Sitges, el fantástico y Satán
Arranca la 46ª edición del Festival de Cine de Sitges como mejor sabe hacerlo: rodeado de su público y sumido en un ambiente festivo. El desmadre preside las sesiones pensadas para la audiencia más fiel y la reivindicación de la industria nacional se carga de argumentos... mirando más allá de nuestras fronteras.
Víctor ESQUIROL
Aparece al frente del hemiciclo un hombrecillo de pelo blanco y liso. A falta de algo mejor (en términos de contundencia), cruza su cara una sonrisa socarrona casi imborrable. Deja sobre el estrado las hojas de papel en las que está el discurso que, en pocos segundos, va a vomitar. Estamos listos. Empieza a soltarlo todo y entre sus colegas, camaradas y cómplices se van sucediendo tanto los gestos de aprobación como los de enojo.
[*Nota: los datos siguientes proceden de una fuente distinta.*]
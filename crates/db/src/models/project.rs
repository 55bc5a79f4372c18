use chrono::{DateTime, Utc};
use sea_orm::{
    ActiveModelTrait, ColumnTrait, Condition, ConnectionTrait, Set, TransactionSession,
    TransactionTrait,
};
use serde::{Deserialize, Serialize};
use ts_rs::TS;
use uuid::Uuid;

use super::{
    error::DomainError,
    ids::{self, deserialize_some},
    validation,
    workspace::{Workspace, WorkspaceScope},
};
use crate::{
    entities::{project, team},
    events::{
        EVENT_PROJECT_CREATED, EVENT_PROJECT_RESTORED, EVENT_PROJECT_TRASHED,
        EVENT_PROJECT_UPDATED, ResourceEventPayload,
    },
    hierarchy::require_parent,
    models::event_outbox::EventOutbox,
    policy::{self, Identified, Lookup, Transition},
    query::{ListQuery, Page, paginate},
};

#[derive(Debug, Clone, Serialize, Deserialize, TS)]
pub struct Project {
    pub id: Uuid,
    pub workspace_id: Uuid,
    pub team_id: Option<Uuid>,
    pub name: String,
    pub description: Option<String>,
    pub is_active: bool,
    pub is_deleted: bool,
    #[ts(type = "Date")]
    pub created_at: DateTime<Utc>,
    #[ts(type = "Date")]
    pub updated_at: DateTime<Utc>,
}

#[derive(Debug, Clone, Deserialize, TS)]
pub struct CreateProject {
    pub team_id: Option<Uuid>,
    pub name: String,
    pub description: Option<String>,
}

#[derive(Debug, Default, Deserialize, TS)]
pub struct UpdateProject {
    #[serde(default, deserialize_with = "deserialize_some")]
    pub team_id: Option<Option<Uuid>>,
    pub name: Option<String>,
    #[serde(default, deserialize_with = "deserialize_some")]
    pub description: Option<Option<String>>,
}

#[derive(Debug, Clone, Default, Deserialize, TS)]
pub struct ProjectFilter {
    pub team_id: Option<Uuid>,
    pub active: Option<bool>,
}

impl Project {
    async fn from_model<C: ConnectionTrait>(
        db: &C,
        workspace_id: Uuid,
        model: project::Model,
    ) -> Result<Self, DomainError> {
        Ok(Self {
            id: model.uuid,
            workspace_id,
            team_id: ids::optional_uuid_of::<team::Entity, _>(db, model.team_id).await?,
            name: model.name,
            description: model.description,
            is_active: model.is_active,
            is_deleted: model.is_deleted,
            created_at: model.created_at,
            updated_at: model.updated_at,
        })
    }

    async fn record_event<C: ConnectionTrait>(
        db: &C,
        event_type: &str,
        scope: WorkspaceScope,
        id: Uuid,
    ) -> Result<(), DomainError> {
        EventOutbox::record(
            db,
            scope.id,
            event_type,
            project::Entity::NAME,
            id,
            &ResourceEventPayload {
                workspace_id: scope.id,
                id,
            },
        )
        .await?;
        Ok(())
    }

    async fn team_row_id<C: ConnectionTrait>(
        db: &C,
        scope: WorkspaceScope,
        team_id: Option<Uuid>,
    ) -> Result<Option<i64>, DomainError> {
        match team_id {
            Some(team_id) => Ok(Some(
                require_parent::<team::Entity, _>(db, scope.row_id, team_id).await?,
            )),
            None => Ok(None),
        }
    }

    pub async fn create<C>(
        db: &C,
        workspace_id: Uuid,
        data: &CreateProject,
        project_id: Uuid,
    ) -> Result<Self, DomainError>
    where
        C: ConnectionTrait + TransactionTrait,
    {
        let scope = Workspace::scope(db, workspace_id).await?;
        let name = validation::required_text("name", &data.name)?;
        let team_row_id = Self::team_row_id(db, scope, data.team_id).await?;

        let tx = db.begin().await?;
        let now = Utc::now();
        let model = project::ActiveModel {
            uuid: Set(project_id),
            workspace_id: Set(scope.row_id),
            team_id: Set(team_row_id),
            name: Set(name),
            description: Set(validation::optional_text(data.description.as_deref())),
            is_active: Set(true),
            is_deleted: Set(false),
            created_at: Set(now),
            updated_at: Set(now),
            ..Default::default()
        }
        .insert(&tx)
        .await?;

        Self::record_event(&tx, EVENT_PROJECT_CREATED, scope, project_id).await?;
        tx.commit().await?;
        Self::from_model(db, workspace_id, model).await
    }

    pub async fn find_by_id<C: ConnectionTrait>(
        db: &C,
        workspace_id: Uuid,
        id: Uuid,
    ) -> Result<Self, DomainError> {
        let scope = Workspace::scope(db, workspace_id).await?;
        let model =
            policy::find_in_workspace::<project::Entity, _>(db, scope.row_id, id, Lookup::Live)
                .await?;
        Self::from_model(db, workspace_id, model).await
    }

    pub async fn list<C: ConnectionTrait>(
        db: &C,
        workspace_id: Uuid,
        filter: &ProjectFilter,
        query: &ListQuery,
    ) -> Result<Page<Self>, DomainError> {
        let scope = Workspace::scope(db, workspace_id).await?;
        let mut condition = Condition::all();
        if let Some(team_id) = filter.team_id {
            let team_row_id = ids::row_id::<team::Entity, _>(db, team_id)
                .await?
                .ok_or_else(|| DomainError::not_found(team::Entity::NAME, team_id))?;
            condition = condition.add(project::Column::TeamId.eq(team_row_id));
        }
        if let Some(active) = filter.active {
            condition = condition.add(project::Column::IsActive.eq(active));
        }

        let mut page = paginate::<project::Entity, _>(db, scope.row_id, condition, query).await?;
        let mut docs = Vec::with_capacity(page.docs.len());
        for model in std::mem::take(&mut page.docs) {
            docs.push(Self::from_model(db, workspace_id, model).await?);
        }
        Ok(page.with_docs(docs))
    }

    pub async fn update<C>(
        db: &C,
        workspace_id: Uuid,
        id: Uuid,
        data: &UpdateProject,
    ) -> Result<Self, DomainError>
    where
        C: ConnectionTrait + TransactionTrait,
    {
        let scope = Workspace::scope(db, workspace_id).await?;
        let record =
            policy::find_in_workspace::<project::Entity, _>(db, scope.row_id, id, Lookup::Live)
                .await?;

        let mut active: project::ActiveModel = record.into();
        if let Some(team_id) = data.team_id {
            active.team_id = Set(Self::team_row_id(db, scope, team_id).await?);
        }
        if let Some(name) = &data.name {
            active.name = Set(validation::required_text("name", name)?);
        }
        if let Some(description) = &data.description {
            active.description = Set(validation::optional_text(description.as_deref()));
        }
        active.updated_at = Set(Utc::now());
        let tx = db.begin().await?;
        let model = active.update(&tx).await?;

        Self::record_event(&tx, EVENT_PROJECT_UPDATED, scope, id).await?;
        tx.commit().await?;
        Self::from_model(db, workspace_id, model).await
    }

    pub async fn set_active<C>(
        db: &C,
        workspace_id: Uuid,
        id: Uuid,
        active: bool,
    ) -> Result<Self, DomainError>
    where
        C: ConnectionTrait + TransactionTrait,
    {
        let scope = Workspace::scope(db, workspace_id).await?;
        let tx = db.begin().await?;
        let Transition { model, changed } =
            policy::set_active::<project::Entity, _>(&tx, scope.row_id, id, active).await?;
        if changed {
            Self::record_event(&tx, EVENT_PROJECT_UPDATED, scope, id).await?;
        }
        tx.commit().await?;
        Self::from_model(db, workspace_id, model).await
    }

    pub async fn trash<C>(
        db: &C,
        workspace_id: Uuid,
        id: Uuid,
    ) -> Result<Self, DomainError>
    where
        C: ConnectionTrait + TransactionTrait,
    {
        let scope = Workspace::scope(db, workspace_id).await?;
        let tx = db.begin().await?;
        let transition = policy::trash::<project::Entity, _>(&tx, scope.row_id, id).await?;
        if transition.changed {
            Self::record_event(&tx, EVENT_PROJECT_TRASHED, scope, id).await?;
        }
        tx.commit().await?;
        Self::from_model(db, workspace_id, transition.model).await
    }

    pub async fn restore<C>(
        db: &C,
        workspace_id: Uuid,
        id: Uuid,
    ) -> Result<Self, DomainError>
    where
        C: ConnectionTrait + TransactionTrait,
    {
        let scope = Workspace::scope(db, workspace_id).await?;
        let tx = db.begin().await?;
        let transition = policy::restore::<project::Entity, _>(&tx, scope.row_id, id).await?;
        if transition.changed {
            Self::record_event(&tx, EVENT_PROJECT_RESTORED, scope, id).await?;
        }
        tx.commit().await?;
        Self::from_model(db, workspace_id, transition.model).await
    }
}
Pura fachada: el circo marcha. Showtime. Más aún cuando el tema del día es el cine, que como todos sabemos, es esa ruinosa industria que, año tras año, empobrece un poco más al noble contribuyente. El ambiente se va caldeando (ésta es la intención) y explota cuando el maléfico orador dispara su tesis final: «No nos echen a nosotros la culpa. Las sogas, que con tanto esmero preparamos, para nada deben tenerse en cuenta a la hora de ejecutar la autopsia. Al cine español le va tan mal, sencillamente, porque es de mala calidad». Tal cual... y la peste a azufre ya se hace insoportable.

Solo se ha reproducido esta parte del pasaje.